Now, as I pursue my doctorate in Occupational Therapy, I carry that moment with me. It taught me that sometimes the most powerful career move isn’t climbing the corporate ladder—it’s stepping off it entirely to build something better.
Lesson learned? Never underestimate the power of alignment. When your values guide your decisions, your career becomes a calling.

Awesome – so before we get into the rest of our questions, can you briefly introduce yourself to our readers.
Hi, I’m JoAnne Clifford, and my journey in the therapy field spans over 15 years—rooted in purpose, resilience, and a deep commitment to patient-centered care. I began as a therapy aide, moved into a therapy tech role, and eventually graduated in 2017 from PIMA Medical Institute as an Occupational Therapy Assistant. Today, I’m pursuing my doctorate in Occupational Therapy while leading my private practice, Premier Hand Therapy, an occupational therapy practice specializing in upper extremity rehabilitation. We provide personalized, evidence-based care that restores function, relieves pain, and empowers patients to return to meaningful daily activities. Our approach is rooted in clinical precision, compassionate care, and a commitment to treating the whole person, not just the diagnosis.
In a world full of cookie-cutter franchises and corporate therapy chains, Premier Hand Therapy is something refreshingly different. We’re not a brand stamped across dozens of locations. We’re a locally owned, heart-driven practice where the healing begins with connection—not quotas.
What makes us stand out isn’t a flashy logo or a national marketing campaign. It’s the faces of our therapists, the warmth in their voices, and the trust they build with every patient who walks through our doors. We believe therapy should feel personal, not procedural. Our patients aren’t shuffled through a system—they’re welcomed into a space where their stories matter and their recovery is deeply respected.
We’ve intentionally built a practice that rejects the corporate mold. No productivity pressure. No one-size-fits-all protocols. Just real people doing meaningful work with integrity and compassion.
At Premier Hand Therapy, we don’t chase numbers—we chase outcomes. We’re proud to offer care that’s rooted in evidence, delivered with empathy, and tailored to each individual’s goals. And we’re even prouder to do it in a way that honors the human side of healthcare.
What’s a lesson you had to unlearn and what’s the backstory?
One of the biggest lessons I had to unlearn was the idea that success in healthcare meant climbing the corporate ladder and fitting into the system. For years, I believed that if I worked hard enough, followed the rules, and hit the productivity targets, I’d eventually find fulfillment and impact. But the deeper I got into the corporate therapy world, the more I realized that the system wasn’t built for healing—it was built for profit.

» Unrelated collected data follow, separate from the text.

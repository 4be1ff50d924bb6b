use super::GLOB_KEY;

use std::collections::HashMap;
use std::ops::Deref;
use std::str::FromStr;

use smallvec::SmallVec;

/// Parameters captured by a successful match, in route order.
#[derive(Debug, Clone, Default, PartialEq, Eq)]
pub struct RouteParams<'a> {
    buf: SmallVec<[(&'a str, &'a str); 8]>,
}

impl<'a> RouteParams<'a> {
    pub fn get(&self, name: &str) -> Option<&'a str> {
        self.buf
            .iter()
            .find_map(|&(k, v)| if name == k { Some(v) } else { None })
    }

    pub fn parse<T: FromStr>(&self, name: &str) -> Option<Result<T, T::Err>> {
        self.get(name).map(T::from_str)
    }

    /// The remainder captured by a trailing `*`.
    pub fn glob(&self) -> Option<&'a str> {
        self.get(GLOB_KEY)
    }

    pub fn to_map(&self) -> HashMap<String, String> {
        self.buf
            .iter()
            .map(|&(k, v)| (k.to_owned(), v.to_owned()))
            .collect()
    }
}

impl<'a> Deref for RouteParams<'a> {
    type Target = [(&'a str, &'a str)];
    fn deref(&self) -> &Self::Target {
        &*self.buf
    }
}

impl<'a> IntoIterator for RouteParams<'a> {
    type Item = (&'a str, &'a str);
    type IntoIter = smallvec::IntoIter<[(&'a str, &'a str); 8]>;

    fn into_iter(self) -> Self::IntoIter {
        self.buf.into_iter()
    }
}

impl<'a> RouteParams<'a> {
    pub(super) fn new() -> Self {
        Self {
            buf: SmallVec::new(),
        }
    }

    /// Inserts a capture. A repeated name keeps its first position and takes the new value.
    pub(super) fn insert(&mut self, name: &'a str, value: &'a str) {
        match self.buf.iter_mut().find(|slot| slot.0 == name) {
            Some(slot) => slot.1 = value,
            None => self.buf.push((name, value)),
        }
    }
}

#[cfg(test)]
mod tests {
    use super::RouteParams;

    #[test]
    fn insert_overwrites_in_place() {
        let mut params = RouteParams::new();
        params.insert("id", "1");
        params.insert("name", "asd");
        params.insert("id", "2");

        assert_eq!(&*params, &[("id", "2"), ("name", "asd")]);
        assert_eq!(params.parse::<u32>("id"), Some(Ok(2)));
        assert!(params.parse::<u32>("name").unwrap().is_err());
        assert_eq!(params.get("missing"), None);
    }

    #[test]
    fn glob_and_map() {
        let mut params = RouteParams::new();
        assert!(params.glob().is_none());
        params.insert("*", "b/c");

        assert_eq!(params.glob(), Some("b/c"));
        assert_eq!(params.to_map().get("*").map(String::as_str), Some("b/c"));
    }

    #[test]
    fn into_iter_keeps_route_order() {
        let mut params = RouteParams::new();
        params.insert("uid", "asd");
        params.insert("*", "x/y");

        let pairs: Vec<(&str, &str)> = params.into_iter().collect();
        assert_eq!(pairs, vec![("uid", "asd"), ("*", "x/y")]);
    }
}
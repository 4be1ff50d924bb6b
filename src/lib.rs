//! Route string matching.
//!
//! A route string is either `*` or a `/`-separated pattern made of static
//! segments, `@name` parameter segments (`:name` is still accepted but
//! deprecated) and an optional trailing `*` glob.
//!
//! ```
//! use route_string::resolve_route_string;
//!
//! let params = resolve_route_string("/user/@id", "/user/42").unwrap().unwrap();
//! assert_eq!(params.get("id"), Some("42"));
//!
//! let params = resolve_route_string("/a/*", "/a/b/c").unwrap().unwrap();
//! assert_eq!(params.glob(), Some("b/c"));
//!
//! assert!(resolve_route_string("/user/@id", "/user").unwrap().is_none());
//! ```

#![deny(unsafe_code)]

mod config;
mod report;
mod route;

#[cfg(feature = "http")]
mod http_uri;

pub use crate::config::{AnalyzerTokens, DuplicateParams, MatcherConfig, TrailingSlash};
pub use crate::report::{NoopReporter, TracingReporter, WarningReporter};
pub use crate::route::{
    Matcher, ParamToken, Result, RouteAnalysis, RouteError, RouteParams, Segment, GLOB_KEY,
    PARAM_TOKENS, PARAM_TOKEN_NEW, PARAM_TOKEN_OLD,
};

#[cfg(feature = "http")]
pub use crate::http_uri::resolve_uri;

use once_cell::sync::Lazy;

static DEFAULT_MATCHER: Lazy<Matcher> = Lazy::new(Matcher::new);

/// Matches `pathname` against `route` with the default configuration.
///
/// Deprecation warnings are logged through `tracing`, once per distinct message
/// for the lifetime of the process.
pub fn resolve_route_string<'a>(
    route: &'a str,
    pathname: &'a str,
) -> Result<Option<RouteParams<'a>>> {
    DEFAULT_MATCHER.resolve(route, pathname)
}

/// Whether `route` captures no parameters; an invalid route string is an error.
pub fn is_static_route_string(route: &str) -> Result<bool> {
    DEFAULT_MATCHER.is_static(route)
}

/// Counts the static and parameter segments of `route` without validating it.
pub fn analyze_route_string(route: &str) -> RouteAnalysis {
    DEFAULT_MATCHER.analyze(route)
}
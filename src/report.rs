//! Deprecation warnings.

use std::collections::HashSet;
use std::sync::{Mutex, PoisonError};

/// Receives advisory warnings raised while resolving route strings.
///
/// Implementations are expected to surface each distinct message at most once.
pub trait WarningReporter {
    fn warn_once(&self, message: &str);
}

impl<R: WarningReporter + ?Sized> WarningReporter for &R {
    fn warn_once(&self, message: &str) {
        (**self).warn_once(message)
    }
}

/// Logs each distinct warning once through `tracing`.
#[derive(Debug, Default)]
pub struct TracingReporter {
    seen: Mutex<HashSet<Box<str>>>,
}

impl TracingReporter {
    pub fn new() -> Self {
        Self::default()
    }
}

impl WarningReporter for TracingReporter {
    fn warn_once(&self, message: &str) {
        let mut seen = self.seen.lock().unwrap_or_else(PoisonError::into_inner);
        if seen.contains(message) {
            return;
        }
        seen.insert(message.into());
        drop(seen);

        tracing::warn!("{}", message);
    }
}

/// Discards every warning.
#[derive(Debug, Default, Clone, Copy)]
pub struct NoopReporter;

impl WarningReporter for NoopReporter {
    fn warn_once(&self, _: &str) {}
}
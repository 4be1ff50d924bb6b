use super::segment::{ParamToken, Segment};
use super::{GLOB, SLASH};
use crate::config::AnalyzerTokens;

/// Segment composition of a route string, used to rank routes by specificity.
#[derive(Debug, Clone, Copy, Default, PartialEq, Eq)]
#[cfg_attr(feature = "serde", derive(serde::Serialize))]
#[cfg_attr(feature = "serde", serde(rename_all = "camelCase"))]
pub struct RouteAnalysis {
    pub number_of_static_segments_beginning: usize,
    #[cfg_attr(feature = "serde", serde(rename = "numberOfStaticSegements"))]
    pub number_of_static_segments: usize,
    pub number_of_parameter_segments: usize,
    pub is_catch_all: bool,
}

impl RouteAnalysis {
    pub(super) fn compute(route: &str, tokens: AnalyzerTokens) -> Self {
        let is_param = |part: &str| {
            let segment = Segment::classify(part);
            match tokens {
                AnalyzerTokens::All => segment.is_param(),
                AnalyzerTokens::Legacy => matches!(
                    segment,
                    Segment::Param {
                        token: ParamToken::Old,
                        ..
                    }
                ),
            }
        };

        let mut analysis = Self {
            is_catch_all: route.ends_with(GLOB),
            ..Self::default()
        };
        let mut leading = true;

        for part in route.split(SLASH).filter(|&p| !p.is_empty() && p != GLOB) {
            if is_param(part) {
                leading = false;
                analysis.number_of_parameter_segments += 1;
            } else {
                if leading {
                    analysis.number_of_static_segments_beginning += 1;
                }
                analysis.number_of_static_segments += 1;
            }
        }

        analysis
    }
}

I remember being in a clinic where the focus had shifted entirely to numbers. How many patients could we see in a day? How fast could we document? How much revenue could we generate? The human side of care—the part that drew me to this field in the first place—was slowly being pushed aside. I was providing therapy, yes, but I wasn’t connecting. I wasn’t healing. I was producing.
That disconnect gnawed at me. I had spent years working my way up—from therapy aide to tech to licensed OTA—and Doctoral student at Baylor University, I was proud of that journey. But I hadn’t come this far to become a cog in a machine. I had to unlearn the belief that success meant compliance with a broken system. I had to redefine success on my own terms.

Let’s talk about resilience next – do you have a story you can share with us?
My journey was anything but linear. I went to school on and off, navigating life’s curveballs—financial hardship, personal challenges, and the demands of working in healthcare while trying to build a future. There were times I had to pause my education, times I questioned whether I’d ever finish, and times I felt like I was falling behind. But I never stopped believing in the power of perseverance.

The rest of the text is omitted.